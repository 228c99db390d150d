use std::sync::Arc;
use std::time::Duration;

use ractor::{Actor, ActorRef};
use serde_json::{json, Value};
use shared_types::{ExecutionNumber, ExecutionStatus};

use crate::actors::conductor::{ConductorActor, ConductorArguments, ConductorMsg, ExecutionPlan};
use crate::algorithm::{Algorithm, AlgorithmRegistry, ComputeError, VertexComputation, VertexContext};
use crate::cluster::LocalCluster;
use crate::config::ExecutionSettings;
use crate::storage::{CollectionKind, MemoryGraphStore};

/// Every vertex votes to halt in superstep 0
pub(crate) struct Halting;

struct HaltNow;

impl VertexComputation for HaltNow {
    fn compute(&mut self, ctx: &mut VertexContext<'_>, _messages: &[Value]) -> Result<(), ComputeError> {
        ctx.set_value(json!("done"));
        ctx.vote_halt();
        Ok(())
    }
}

impl Algorithm for Halting {
    fn name(&self) -> &str {
        "halting"
    }

    fn create_computation(&self) -> Box<dyn VertexComputation> {
        Box::new(HaltNow)
    }
}

/// Vertices keep messaging themselves and never halt
pub(crate) struct Forever;

struct Ping;

impl VertexComputation for Ping {
    fn compute(&mut self, ctx: &mut VertexContext<'_>, _messages: &[Value]) -> Result<(), ComputeError> {
        let id = ctx.id().to_string();
        ctx.send_message(id, json!(1));
        Ok(())
    }
}

impl Algorithm for Forever {
    fn name(&self) -> &str {
        "forever"
    }

    fn create_computation(&self) -> Box<dyn VertexComputation> {
        Box::new(Ping)
    }
}

pub(crate) fn registry() -> AlgorithmRegistry {
    let mut registry = AlgorithmRegistry::new();
    registry.register("halting", |_| Ok(Arc::new(Halting) as Arc<dyn Algorithm>));
    registry.register("forever", |_| Ok(Arc::new(Forever) as Arc<dyn Algorithm>));
    registry
}

/// `v` with the given keys, no edges, one shard per node
pub(crate) fn store(keys: &[&str], shards: usize) -> Arc<MemoryGraphStore> {
    let store = MemoryGraphStore::new();
    store
        .create_collection("v", CollectionKind::Document, shards)
        .unwrap();
    for key in keys {
        store.insert("v", json!({"_key": key})).unwrap();
    }
    Arc::new(store)
}

pub(crate) async fn setup_test_conductor(
    algorithm: &str,
    store: Arc<MemoryGraphStore>,
    partition_count: usize,
    nodes: &[&str],
) -> ActorRef<ConductorMsg> {
    let registry = registry();
    let algo = registry.create(algorithm, &Value::Null).unwrap();
    let cluster = Arc::new(LocalCluster::new(store, registry));

    let args = ConductorArguments {
        execution: ExecutionNumber(42),
        algorithm: algo,
        plan: ExecutionPlan {
            algorithm: algorithm.to_string(),
            params: Value::Null,
            vertex_collections: vec!["v".to_string()],
            edge_collections: vec![],
            partition_count,
            nodes: nodes.iter().map(|n| n.to_string()).collect(),
            settings: ExecutionSettings {
                max_gss: u64::MAX,
                result_field: "result".to_string(),
                store: false,
                worker_timeout: Duration::from_secs(5),
            },
        },
        cluster,
    };

    let (conductor_ref, _handle) = Actor::spawn(None, ConductorActor, args).await.unwrap();
    conductor_ref
}

pub(crate) async fn status(conductor: &ActorRef<ConductorMsg>) -> ExecutionStatus {
    ractor::call!(conductor, |reply| ConductorMsg::GetStatus { reply }).unwrap()
}

/// Poll until terminal or two seconds passed
pub(crate) async fn wait_terminal(conductor: &ActorRef<ConductorMsg>) -> ExecutionStatus {
    let deadline = tokio::time::Instant::now() + Duration::from_secs(2);
    loop {
        let status = status(conductor).await;
        if status.state.is_terminal() || tokio::time::Instant::now() >= deadline {
            return status;
        }
        tokio::time::sleep(Duration::from_millis(10)).await;
    }
}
■ ■ ■ ■ ■
# Task brief
Exactly as written, give again every line from the one containing "two seconds passed" through the last line of the material above, and no other lines.

# Solved problem
/// Poll until terminal or two seconds passed
pub(crate) async fn wait_terminal(conductor: &ActorRef<ConductorMsg>) -> ExecutionStatus {
    let deadline = tokio::time::Instant::now() + Duration::from_secs(2);
    loop {
        let status = status(conductor).await;
        if status.state.is_terminal() || tokio::time::Instant::now() >= deadline {
            return status;
        }
        tokio::time::sleep(Duration::from_millis(10)).await;
    }
}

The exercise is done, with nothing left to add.